What is happening in my life? I keep on asking every night with tears that I have to hide. Life must be this tough, but for how long I can hold on to this? I felt so alone. I felt like, I am drowning and soon will just run out of life. I don’t even know if all of these things that has happened are true? Who is gonna tell the truth? Why everything has to change?
Sometimes,I felt like yelling, Yell, until I don’t have the voice. I felt like asking someone, what I did wrong? Why it has to be me?
I couldn’t share any of my thoughts to anyone, because I don’t trust anyone anymore. I don’t feel safe. I felt like, if not today;maybe someday soon, everyone around me is just gonna turn out different from the way I expected them to be.
I deserve to be happy like anyone in this world. I’d love that. But maybe, it isn’t for me. Maybe, good memories are just meant to fade, vanish. Maybe my life is to learn and hurt.
All I know is that “I am not good enough, for you.”
How are you my dear? Your wordings are something that my husband and I been through before.:)
Have a good one.:)
I am good, 🙂 this are just some words from hidden depression. Too many things happened already in this year 2013. 🙂 and its not nearly finished 😀 Good thing I have my husband. Still holding onto someone.. 🙂 Life are just really tough.
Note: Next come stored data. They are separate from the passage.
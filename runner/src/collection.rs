use crate::{
    config::{Assignment, ConfigErrors, ConfigFormat, ExecParam, ScriptFlavor, SweepConfig},
    distributor::{jobs_per_node, CapacityError},
    executors::{
        local::{LocalExecutor, LocalReport},
        ExecutorError,
    },
    expander::LeveledSpec,
    flavors::{self, ScriptError, ScriptPlan},
    formats::{self, FormatError, RenderOptions},
    job::{IdSource, Job},
    script::RunScript,
};
use globset::GlobBuilder;
use ignore::{DirEntry, WalkBuilder};
use itertools::Itertools;
use serde_yaml::Mapping;
use std::{
    fmt, fs, io,
    os::unix::fs::PermissionsExt,
    path::{Path, PathBuf},
};
use thiserror::Error;
use tracing::{debug, info, warn};

#[derive(Error, Debug)]
pub enum RunError {
    #[error("Invalid configuration: {0}")]
    Config(#[from] ConfigErrors),
    #[error("Invalid node capacity: {0}")]
    Capacity(#[from] CapacityError),
    #[error("Failed to build scripts: {0}")]
    Script(#[from] ScriptError),
    #[error("Failed to access {}: {source}", .path.display())]
    Resource { path: PathBuf, source: io::Error },
    #[error("Failed to produce config file {}: {source}", .path.display())]
    Format { path: PathBuf, source: FormatError },
    #[error("Invalid copy_files pattern")]
    Glob(#[from] globset::Error),
    #[error("Local execution failed: {0}")]
    Executor(#[from] ExecutorError),
}

fn resource(path: &Path) -> impl FnOnce(io::Error) -> RunError + '_ {
    move |source| RunError::Resource {
        path: path.to_path_buf(),
        source,
    }
}

/// Expand the variable section, append the literal parameter sets and merge
/// the fixed parameters into every assignment
pub fn assignments(config: &SweepConfig) -> Result<Vec<Assignment>, ConfigErrors> {
    let spec = LeveledSpec::new(&config.variable)?;

    // the identity of an empty expansion only counts when nothing else produces jobs
    let mut all = if spec.is_empty() && !config.param_sets.is_empty() {
        Vec::new()
    } else {
        spec.expand()
    };
    all.extend(config.param_sets.iter().cloned());

    for assignment in all.iter_mut() {
        assignment.extend(
            config
                .fixed
                .iter()
                .map(|(key, value)| (key.clone(), value.clone())),
        );
    }

    Ok(all)
}

/// Build the collection, populate the job tree and write the scripts.
/// With `local` the jobs then run on this machine; the pool is sized before
/// anything touches the disk, so oversized jobs fail without leaving a tree behind.
pub fn run_sweep(
    config: SweepConfig,
    workdir: &Path,
    local: bool,
) -> Result<Option<LocalReport>, RunError> {
    let run = RunCollection::new(config, workdir)?;
    info!("{run}");

    let executor = if local {
        Some(LocalExecutor::load(&run)?)
    } else {
        None
    };

    run.materialize()?;
    let scripts = run.generate_scripts()?;
    info!("Wrote {} scripts to {}", scripts.len(), run.root().display());

    match executor {
        Some(executor) => Ok(Some(executor.execute()?)),
        None => Ok(None),
    }
}

/// Container for creating the directory tree and everything needed to run it
#[derive(Debug)]
pub struct RunCollection {
    exec: ExecParam,
    format: ConfigFormat,
    flavor: ScriptFlavor,
    slurm: Mapping,
    command: String,
    workdir: PathBuf,
    root: PathBuf,
    jobs: Vec<Job>,
}

impl RunCollection {
    /// Validate the document and build one job per assignment under `<workdir>/<dir>`.
    /// Nothing is written to disk here.
    pub fn new(config: SweepConfig, workdir: &Path) -> Result<Self, RunError> {
        Self::with_id_source(config, workdir, &mut IdSource::new())
    }

    pub fn with_id_source(
        config: SweepConfig,
        workdir: &Path,
        ids: &mut IdSource,
    ) -> Result<Self, RunError> {
        config.exec_param.preflight_checks()?;

        let format = config.exec_param.format()?;
        let flavor = config.exec_param.flavor()?;
        let command = config.exec_param.command()?;

        if config.exec_param.pack_nodes || flavor != ScriptFlavor::Slurm {
            jobs_per_node(config.exec_param.max_cores, config.exec_param.threads)?;
        }

        let root = workdir.join(&config.exec_param.dir);
        let jobs = assignments(&config)?
            .into_iter()
            .map(|assignment| Job::new(assignment, &root, ids))
            .collect_vec();

        if jobs.is_empty() {
            warn!("The sweep produced no jobs");
        }

        Ok(Self {
            exec: config.exec_param,
            format,
            flavor,
            slurm: config.slurm,
            command,
            workdir: workdir.to_path_buf(),
            root,
            jobs,
        })
    }

    pub fn jobs(&self) -> &[Job] {
        &self.jobs
    }

    pub fn root(&self) -> &Path {
        &self.root
    }

    pub fn exec_param(&self) -> &ExecParam {
        &self.exec
    }

    /// invocation line shared by all jobs
    pub fn command(&self) -> &str {
        &self.command
    }

    /// Files to copy into every job directory. Relative entries are resolved against the
    /// working directory, entries with glob metacharacters are matched against its tree.
    /// Every copy lands at the top of the job directory under its file name, so names must be unique.
    pub fn copy_sources(&self) -> Result<Vec<PathBuf>, RunError> {
        let mut sources = Vec::new();

        for entry in self.exec.copy_files.iter() {
            if !entry.contains(['*', '?', '[', '{']) {
                let path = self.workdir.join(entry);
                if !path.is_file() {
                    return Err(RunError::Resource {
                        path,
                        source: io::Error::new(io::ErrorKind::NotFound, "not a file"),
                    });
                }
                sources.push(path);
                continue;
            }

            let matcher = GlobBuilder::new(entry)
                .literal_separator(true)
                .build()?
                .compile_matcher();
            let root = self.root.clone();
            let matched = WalkBuilder::new(&self.workdir)
                .standard_filters(false)
                .filter_entry(move |path| path.path() != root.as_path())
                .build()
                .filter_map(Result::ok)
                .filter(|path| path.file_type().is_some_and(|kind| kind.is_file()))
                .map(DirEntry::into_path)
                .filter(|path| {
                    path.strip_prefix(&self.workdir)
                        .is_ok_and(|relative| matcher.is_match(relative))
                })
                .sorted()
                .collect_vec();

            if matched.is_empty() {
                warn!("copy_files pattern {entry} matched no files");
            }
            sources.extend(matched);
        }

        let duplicates = sources
            .iter()
            .filter_map(|path| path.file_name())
            .duplicates()
            .map(|name| name.to_string_lossy().into_owned())
            .collect_vec();
        if !duplicates.is_empty() {
            return Err(RunError::Config(ConfigErrors::InvalidParameter {
                name: "copy_files",
                reason: format!("file names copied more than once: {}", duplicates.join(", ")),
            }));
        }

        Ok(sources)
    }

    /// Copy `source` to the top of the job directory and mark it executable
    fn copy_into(job: &Job, source: &Path) -> Result<(), RunError> {
        let target = match source.file_name() {
            Some(name) => job.path().join(name),
            None => {
                return Err(RunError::Resource {
                    path: source.to_path_buf(),
                    source: io::Error::new(io::ErrorKind::InvalidInput, "no file name"),
                })
            }
        };

        // copying a file onto itself truncates it
        if target.exists()
            && fs::canonicalize(&target).map_err(resource(&target))?
                == fs::canonicalize(source).map_err(resource(source))?
        {
            return Err(RunError::Resource {
                path: target,
                source: io::Error::new(io::ErrorKind::InvalidInput, "copy target is its own source"),
            });
        }

        fs::copy(source, &target).map_err(resource(source))?;

        let mut permissions = fs::metadata(&target)
            .map_err(resource(&target))?
            .permissions();
        permissions.set_mode(permissions.mode() | 0o111);
        fs::set_permissions(&target, permissions).map_err(resource(&target))
    }

    /// Create every job directory, write its config file and copy the auxiliary files.
    /// Safe to repeat: existing directories are reused and files overwritten.
    pub fn materialize(&self) -> Result<(), RunError> {
        let options = RenderOptions {
            sep: &self.exec.sep,
            order: &self.exec.order,
        };

        // render everything up front so a bad parameter set fails before the tree is touched
        let mut configs = Vec::with_capacity(self.jobs.len());
        for job in self.jobs.iter() {
            let path = job.path().join(&self.exec.inp);
            match formats::render(self.format, job.assignment(), options) {
                Ok(text) => configs.push((path, text)),
                Err(source) => return Err(RunError::Format { path, source }),
            }
        }
        let sources = self.copy_sources()?;

        for (job, (config_path, text)) in self.jobs.iter().zip(configs) {
            fs::create_dir_all(job.path()).map_err(resource(job.path()))?;
            fs::write(&config_path, text).map_err(resource(&config_path))?;

            for source in sources.iter() {
                Self::copy_into(job, source)?;
            }

            debug!(job = %job, "Populated job directory");
        }

        info!(
            "Populated {} job directories under {} ({} config)",
            self.jobs.len(),
            self.root.display(),
            self.format
        );

        Ok(())
    }

    pub fn plan(&self) -> ScriptPlan<'_> {
        ScriptPlan {
            jobs: &self.jobs,
            exec: &self.exec,
            slurm: &self.slurm,
            command: &self.command,
            root: &self.root,
        }
    }

    /// build the scripts of the configured flavor without writing them
    pub fn build_scripts(&self) -> Result<Vec<RunScript>, RunError> {
        Ok(flavors::build(self.flavor, &self.plan())?)
    }

    /// Build and persist all scripts, returns the written paths
    pub fn generate_scripts(&self) -> Result<Vec<PathBuf>, RunError> {
        let scripts = self.build_scripts()?;

        fs::create_dir_all(&self.root).map_err(resource(&self.root))?;
        for script in scripts.iter() {
            script.persist().map_err(resource(&script.filename))?;
        }

        Ok(scripts.into_iter().map(|script| script.filename).collect())
    }
}

impl fmt::Display for RunCollection {
    fn fmt(&self, f: &mut fmt::Formatter<'_>) -> fmt::Result {
        let kind = match self.flavor {
            ScriptFlavor::Slurm => "SLURM",
            ScriptFlavor::Batch => "Batch",
            ScriptFlavor::Python => "Python",
        };

        write!(f, "{kind} run with {} jobs.", self.jobs.len())
    }
}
Can’t please everyone.
I been there last year when we loss our twins, its the most horrific in our lives.:( But God has plan, and now we saw what is it the reason why we’re working on it now.:)
Just keep yourself busy, go to coffee shop bring your laptop, and just keep your mind on relax mode.:)
That is what I am trying so hard to do, but its so hard. 😦 Even if I go somewhere or trying to do something to keep myself busy, I just can’t do it, So bad, right?
Anyway, for whatever it is you and your husband is planning,,, I am happy for both of you. 😀 Sometimes, makes me think too,,, “What is Yen planning on doing??? ” (Giggles)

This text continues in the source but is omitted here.